Figure 4.4.: Network topology. The gure shows a schematic of the distribution of units around the electrode tips. It is assumed that spike signals are picked up in a radius of around 140 µm around the electrode tip (Buzsáki, 2004). Distance between the electrodes was 500 µm. Neurons cluster around the elec- trodes, while the space between the electrodes is not sampled. Note that this is a projection on the 2-dimensional plane, although in reality the networks were 3-dimensional and the electrode tips were placed at slightly dierent depths. (blue dots: electrode tips, pink dots: single units, circle: radius around electrode tip in which single units are detected)

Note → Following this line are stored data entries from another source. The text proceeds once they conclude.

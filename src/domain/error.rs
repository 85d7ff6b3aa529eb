//! Error taxonomy for federated execution

use serde::Serialize;
use thiserror::Error;

/// Everything that can go wrong between receiving a statement and producing a report.
///
/// Guard and resolution errors abort a whole run. Connection, execution, timeout and
/// credential errors are contained in the result of the backend they happened on.
#[derive(Debug, Error)]
pub enum FederationError {
    #[error("invalid statement: {0}")]
    InvalidStatement(String),

    #[error("datasource not found: {0}")]
    DatasourceNotFound(String),

    #[error("datasource disabled: {0}")]
    DatasourceDisabled(String),

    #[error("connection failed: {0}")]
    ConnectionFailure(String),

    #[error("execution failed: {0}")]
    ExecutionFailure(String),

    #[error("query timed out after {timeout_ms} ms")]
    TimeoutExceeded { timeout_ms: u64 },

    #[error("credential decryption failed: {0}")]
    DecryptionFailed(String),

    #[error("credential encryption failed: {0}")]
    EncryptionFailed(String),

    #[error("invalid datasource configuration: {0}")]
    Configuration(String),

    #[error("datasource catalog error: {0}")]
    Catalog(String),

    #[error("worker pool error: {0}")]
    WorkerPool(String),

    #[error("export failed: {0}")]
    Export(String),
}

/// Serializable tag for a [`FederationError`], carried by failed results.
#[derive(Debug, Clone, Copy, PartialEq, Eq, Serialize)]
#[serde(rename_all = "SCREAMING_SNAKE_CASE")]
pub enum ErrorKind {
    InvalidStatement,
    DatasourceNotFound,
    DatasourceDisabled,
    ConnectionFailure,
    ExecutionFailure,
    TimeoutExceeded,
    DecryptionFailed,
    EncryptionFailed,
    Configuration,
    Catalog,
    WorkerPool,
    Export,
}

impl FederationError {
    pub fn kind(&self) -> ErrorKind {
        match self {
            Self::InvalidStatement(_) => ErrorKind::InvalidStatement,
            Self::DatasourceNotFound(_) => ErrorKind::DatasourceNotFound,
            Self::DatasourceDisabled(_) => ErrorKind::DatasourceDisabled,
            Self::ConnectionFailure(_) => ErrorKind::ConnectionFailure,
            Self::ExecutionFailure(_) => ErrorKind::ExecutionFailure,
            Self::TimeoutExceeded { .. } => ErrorKind::TimeoutExceeded,
            Self::DecryptionFailed(_) => ErrorKind::DecryptionFailed,
            Self::EncryptionFailed(_) => ErrorKind::EncryptionFailed,
            Self::Configuration(_) => ErrorKind::Configuration,
            Self::Catalog(_) => ErrorKind::Catalog,
            Self::WorkerPool(_) => ErrorKind::WorkerPool,
            Self::Export(_) => ErrorKind::Export,
        }
    }

    /// Whether the caller can fix this by changing the request.
    pub fn is_user_error(&self) -> bool {
        matches!(
            self.kind(),
            ErrorKind::InvalidStatement | ErrorKind::DatasourceNotFound | ErrorKind::DatasourceDisabled
        )
    }
}
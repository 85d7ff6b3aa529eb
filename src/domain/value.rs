//! Dynamically typed cell values and ordered rows

use base64::Engine;
use chrono::{DateTime, NaiveDate, NaiveDateTime, NaiveTime, Utc};
use serde::ser::{SerializeMap, Serializer};
use serde::Serialize;

/// A single cell decoded from any backend.
#[derive(Debug, Clone, PartialEq)]
pub enum SqlValue {
    Null,
    Bool(bool),
    Int(i64),
    Float(f64),
    /// Text, exact decimals, UUIDs and anything without a closer variant.
    Text(String),
    Date(NaiveDate),
    Time(NaiveTime),
    DateTime(NaiveDateTime),
    Timestamp(DateTime<Utc>),
    Bytes(Vec<u8>),
    /// Structured values such as JSON columns.
    Json(serde_json::Value),
}

impl SqlValue {
    pub fn is_null(&self) -> bool {
        matches!(self, Self::Null)
    }
}

impl Serialize for SqlValue {
    fn serialize<S: Serializer>(&self, serializer: S) -> Result<S::Ok, S::Error> {
        match self {
            Self::Null => serializer.serialize_none(),
            Self::Bool(b) => serializer.serialize_bool(*b),
            Self::Int(i) => serializer.serialize_i64(*i),
            Self::Float(f) => serializer.serialize_f64(*f),
            Self::Text(s) => serializer.serialize_str(s),
            Self::Date(d) => serializer.collect_str(&d.format("%Y-%m-%d")),
            Self::Time(t) => serializer.collect_str(&t.format("%H:%M:%S%.f")),
            Self::DateTime(dt) => serializer.collect_str(&dt.format("%Y-%m-%dT%H:%M:%S%.f")),
            Self::Timestamp(ts) => serializer.serialize_str(&ts.to_rfc3339()),
            Self::Bytes(b) => {
                serializer.serialize_str(&base64::engine::general_purpose::STANDARD.encode(b))
            }
            Self::Json(v) => v.serialize(serializer),
        }
    }
}

/// One result row. Keys keep the backend's column order.
#[derive(Debug, Clone, Default, PartialEq)]
pub struct RowRecord {
    cells: Vec<(String, SqlValue)>,
}

impl RowRecord {
    pub fn with_capacity(capacity: usize) -> Self {
        Self {
            cells: Vec::with_capacity(capacity),
        }
    }

    /// Append a column. A repeated label replaces the earlier value in place.
    pub fn push(&mut self, label: impl Into<String>, value: SqlValue) {
        let label = label.into();
        match self.cells.iter_mut().find(|(existing, _)| *existing == label) {
            Some(cell) => cell.1 = value,
            None => self.cells.push((label, value)),
        }
    }

    pub fn get(&self, label: &str) -> Option<&SqlValue> {
        self.cells
            .iter()
            .find(|(existing, _)| existing == label)
            .map(|(_, value)| value)
    }

    pub fn labels(&self) -> impl Iterator<Item = &str> {
        self.cells.iter().map(|(label, _)| label.as_str())
    }

    pub fn iter(&self) -> impl Iterator<Item = (&str, &SqlValue)> {
        self.cells.iter().map(|(label, value)| (label.as_str(), value))
    }

    pub fn len(&self) -> usize {
        self.cells.len()
    }

    pub fn is_empty(&self) -> bool {
        self.cells.is_empty()
    }
}

impl Serialize for RowRecord {
    fn serialize<S: Serializer>(&self, serializer: S) -> Result<S::Ok, S::Error> {
        let mut map = serializer.serialize_map(Some(self.cells.len()))?;
        for (label, value) in &self.cells {
            map.serialize_entry(label, value)?;
        }
        map.end()
    }
}
pub mod api_handler;
pub mod backend_executor;
pub mod encryption;
pub mod export;
pub mod federated_executor;
pub mod health_handler;
pub mod memory_store;
pub mod metrics_handler;
pub mod registry;
pub mod sql_guard;
pub mod sqlx_connector;
pub mod type_adapters;
pub mod worker_pool;

#[cfg(test)]
mod federated_executor_test;
#[cfg(test)]
pub(crate) mod test_support;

The electrode constellation and sorting also has an impact on the network topology: the detected units group around the electrode tips, so that, assuming a detection radius of 140 µm around the tip, and a distance of electrodes of at least 500µm, physical distances between the units of the same electrode are much shorter than between units of different electrodes (see Fig. 4.4).
On the other hand, this also means that it is unlikely that two separate electrodes picked up the spike signal from the same neuron.